Приобретя некоторый опыт, он устроился на работу в отделение Красного Креста и составлял для них различные архивные справки, зарабатывая тем самым на свои исследования. Его сестра успела развестись и выйти замуж еще раз, а отец так и не составил списка приглашенных на ее свадьбу. В пятьдесят втором он женится на моей матери, студентке, дочери таких же, как и он, испанцев-иммигрантов. Они осели в Провансе, природа и ландшафт которого напоминали отцу родные места. В небольшом городке Монпелье на побережье они нашли работу. Всю силу и страсть своей натуры отец делил между любовью к далекой родине и к своей жене, в которой в первую очередь видел мать своих будущих детей.
Но долгие годы детей у них не было. Врачи, паломнические поездки, советы добрых людей — они испробовали все. Тщетные попытки найти помощь привели отца к потребности найти объяснение. Он впал в мистицизм и обратился к теням предков, его исторические занятия стали его главной страстью. Однако судьба, оторвав его от родины, лишила возможности пользоваться главными историческими источниками — архивами, поэтому чужбина была ему особенно постыла, что сказалось на его характере. Отец стал угрюмым, сосредоточенным, замкнутым, одержимым.
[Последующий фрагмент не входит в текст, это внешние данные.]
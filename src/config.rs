use std::io::ErrorKind;
use std::net::IpAddr;
use std::path::Path;

use serde::Deserialize;
use thiserror::Error;
use tokio::fs;

/// Default configuration file, looked up relative to the working directory.
pub const DEFAULT_CONFIG_PATH: &str = "course-catalog.yaml";

// ============================================================================
// Config (root)
// ============================================================================

#[derive(Debug, Default, Deserialize)]
pub struct Config {
    #[serde(default)]
    pub server: ServerConfig,
}

#[derive(Debug, Error)]
pub enum ConfigError {
    #[error("failed to read config file: {0}")]
    Io(#[from] std::io::Error),

    #[error("failed to parse config file: {0}")]
    Yaml(#[from] serde_saphyr::Error),
}

impl Config {
    /// Load configuration from a YAML file.
    ///
    /// A missing file is not an error; defaults are used instead.
    pub async fn load(path: impl AsRef<Path>) -> Result<Self, ConfigError> {
        let path = path.as_ref();
        let contents = match fs::read_to_string(path).await {
            Ok(c) => c,
            Err(e) if e.kind() == ErrorKind::NotFound => return Ok(Self::default()),
            Err(e) => return Err(ConfigError::Io(e)),
        };
        Ok(serde_saphyr::from_str(&contents)?)
    }
}

// ============================================================================
// ServerConfig
// ============================================================================

#[derive(Debug, Deserialize)]
pub struct ServerConfig {
    #[serde(default = "default_host")]
    pub host: String,
    #[serde(default = "default_port")]
    pub port: u16,
    #[serde(default = "default_request_timeout")]
    pub request_timeout_seconds: u64,
    /// Upper bound for request bodies, in bytes.
    #[serde(default = "default_max_body_bytes")]
    pub max_body_bytes: usize,
}

impl Default for ServerConfig {
    fn default() -> Self {
        Self {
            host: default_host(),
            port: default_port(),
            request_timeout_seconds: default_request_timeout(),
            max_body_bytes: default_max_body_bytes(),
        }
    }
}

impl ServerConfig {
    /// Apply command-line overrides; flags win over the config file.
    pub fn apply_overrides(&mut self, host: Option<IpAddr>, port: Option<u16>) {
        if let Some(host) = host {
            self.host = host.to_string();
        }
        if let Some(port) = port {
            self.port = port;
        }
    }
}

// ============================================================================
// Private Helpers (Serde Defaults)
// ============================================================================

fn default_host() -> String {
    "0.0.0.0".to_string()
}

fn default_port() -> u16 {
    8080
}

fn default_request_timeout() -> u64 {
    300
}

fn default_max_body_bytes() -> usize {
    64 * 1024
}

// ============================================================================
// Tests
// ============================================================================
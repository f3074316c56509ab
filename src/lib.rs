//! course-catalog - A minimal in-memory course catalog served over HTTP.

pub mod config;
pub mod course;
pub mod handlers;
pub mod server;
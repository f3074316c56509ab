mod commands;

use std::net::IpAddr;

use anyhow::Result;
use clap::Parser;
use tracing::error;
use tracing_subscriber::EnvFilter;

use course_catalog::config::DEFAULT_CONFIG_PATH;

/// course-catalog - A minimal in-memory course catalog served over HTTP
#[derive(Parser, Debug)]
#[command(version, about, long_about = None)]
struct Args {
    /// Path to configuration file
    #[arg(short, long, default_value = DEFAULT_CONFIG_PATH)]
    config: String,

    /// Host to bind to (overrides config file)
    #[arg(long)]
    host: Option<IpAddr>,

    /// Port to listen on (overrides config file)
    #[arg(short, long)]
    port: Option<u16>,
}

#[tokio::main]
async fn main() -> std::process::ExitCode {
    init_tracing();

    match run().await {
        Ok(()) => std::process::ExitCode::SUCCESS,
        Err(e) => {
            error!("{e:#}");
            std::process::ExitCode::FAILURE
        }
    }
}

async fn run() -> Result<()> {
    let args = Args::parse();
    commands::serve::run(&args.config, args.host, args.port).await
}

fn init_tracing() {
    let filter = EnvFilter::try_from_default_env().unwrap_or_else(|_| EnvFilter::new("info"));
    let _ = tracing_subscriber::fmt()
        .with_env_filter(filter)
        .with_target(false)
        .try_init();
}
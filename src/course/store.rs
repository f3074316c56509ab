use std::sync::Arc;

use tokio::sync::RwLock;
use tracing::debug;

use super::model::Course;

// ============================================================================
// Public Types
// ============================================================================

/// Ordered in-memory collection of courses, shared across request handlers.
///
/// Cloning yields another handle to the same collection. Every operation runs
/// as a single critical section; operations that return the collection take a
/// copy before releasing the lock.
#[derive(Debug, Clone, Default)]
pub struct CourseStore {
    courses: Arc<RwLock<Vec<Course>>>,
}

// ============================================================================
// CourseStore Implementation
// ============================================================================

impl CourseStore {
    /// Create an empty store.
    pub fn new() -> Self {
        Self::default()
    }

    /// Create a store holding the given courses, in order.
    pub fn from_courses(courses: Vec<Course>) -> Self {
        Self {
            courses: Arc::new(RwLock::new(courses)),
        }
    }

    /// Create a store pre-populated with the startup catalog.
    pub fn seeded() -> Self {
        Self::from_courses(seed_courses())
    }

    /// Snapshot of every course, in insertion order.
    pub async fn list(&self) -> Vec<Course> {
        self.courses.read().await.clone()
    }

    /// Courses whose name contains `fragment` (case-sensitive), in store order.
    ///
    /// An empty fragment matches every course.
    pub async fn search(&self, fragment: &str) -> Vec<Course> {
        self.courses
            .read()
            .await
            .iter()
            .filter(|c| c.name.contains(fragment))
            .cloned()
            .collect()
    }

    /// Append a course and return the updated collection.
    ///
    /// Names are not deduplicated.
    pub async fn add(&self, course: Course) -> Vec<Course> {
        let mut courses = self.courses.write().await;
        debug!(name = %course.name, position = courses.len(), "Adding course");
        courses.push(course);
        courses.clone()
    }

    /// Remove every course named exactly `name`.
    ///
    /// Returns how many courses were removed; zero is not an error.
    pub async fn delete(&self, name: &str) -> usize {
        let mut courses = self.courses.write().await;
        let before = courses.len();
        courses.retain(|c| c.name != name);
        let removed = before - courses.len();
        debug!(name = %name, removed, "Deleted courses");
        removed
    }

    /// Replace, in place, every course named exactly `course.name`.
    ///
    /// The collection is left untouched when no name matches. Returns the
    /// updated collection in either case.
    pub async fn update(&self, course: Course) -> Vec<Course> {
        let mut courses = self.courses.write().await;
        let mut replaced = 0usize;
        for existing in courses.iter_mut().filter(|c| c.name == course.name) {
            *existing = course.clone();
            replaced += 1;
        }
        debug!(name = %course.name, replaced, "Updated courses");
        courses.clone()
    }

    /// Number of stored courses.
    pub async fn len(&self) -> usize {
        self.courses.read().await.len()
    }

    /// Check if the store is empty.
    pub async fn is_empty(&self) -> bool {
        self.courses.read().await.is_empty()
    }
}

/// The catalog loaded at startup.
pub fn seed_courses() -> Vec<Course> {
    vec![
        Course::new("Spring", 25, "afternoon"),
        Course::new("Spring boot", 20, "afternoon"),
        Course::new("Python", 30, "afternoon"),
        Course::new("Java EE", 50, "weekend"),
        Course::new("Java basic", 30, "morning"),
    ]
}

// ============================================================================
// Tests
// ============================================================================
use serde::{Deserialize, Serialize};

/// A single course offering.
///
/// Field names on the wire are `nombre`, `duracion` and `horario`, for both
/// JSON and XML bodies. All three are required when deserializing; unknown
/// fields are ignored.
#[derive(Debug, Clone, PartialEq, Eq, Serialize, Deserialize)]
pub struct Course {
    #[serde(rename = "nombre")]
    pub name: String,
    #[serde(rename = "duracion")]
    pub duration: i32,
    #[serde(rename = "horario")]
    pub schedule: String,
}

impl Course {
    pub fn new(name: impl Into<String>, duration: i32, schedule: impl Into<String>) -> Self {
        Self {
            name: name.into(),
            duration,
            schedule: schedule.into(),
        }
    }

    /// The fixed example course served by `GET /curso`.
    pub fn sample() -> Self {
        Self::new("Java", 100, "Morning")
    }
}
Мое рождение в шестьдесят пятом году уже ничего не могло изменить в его жизни. Он чувствовал себя изгоем, неудачником, жертвой роковых обстоятельств.
Мама была счастлива, обретя долгожданное материнство, а для отца я, похоже, стала слишком поздним ребенком. Он мало со мной общался, и потому я его сильно любила. Очень редко занимался со мной, и тем важнее был каждый данный им урок. Его не стало, когда мне было двенадцать лет. Тяжелая болезнь не позволила отцу вернуться на родину, найти ответы на те вопросы в истории нашей семьи, которые он искал, — понять роковые причины, приведшие его род, потерявший свою средневековую славу и власть, к упадку. Но он сумел перелить в меня, как в новый сосуд, свою страсть, свою любовь к родине, свою уязвленную гордость потомка великого рода.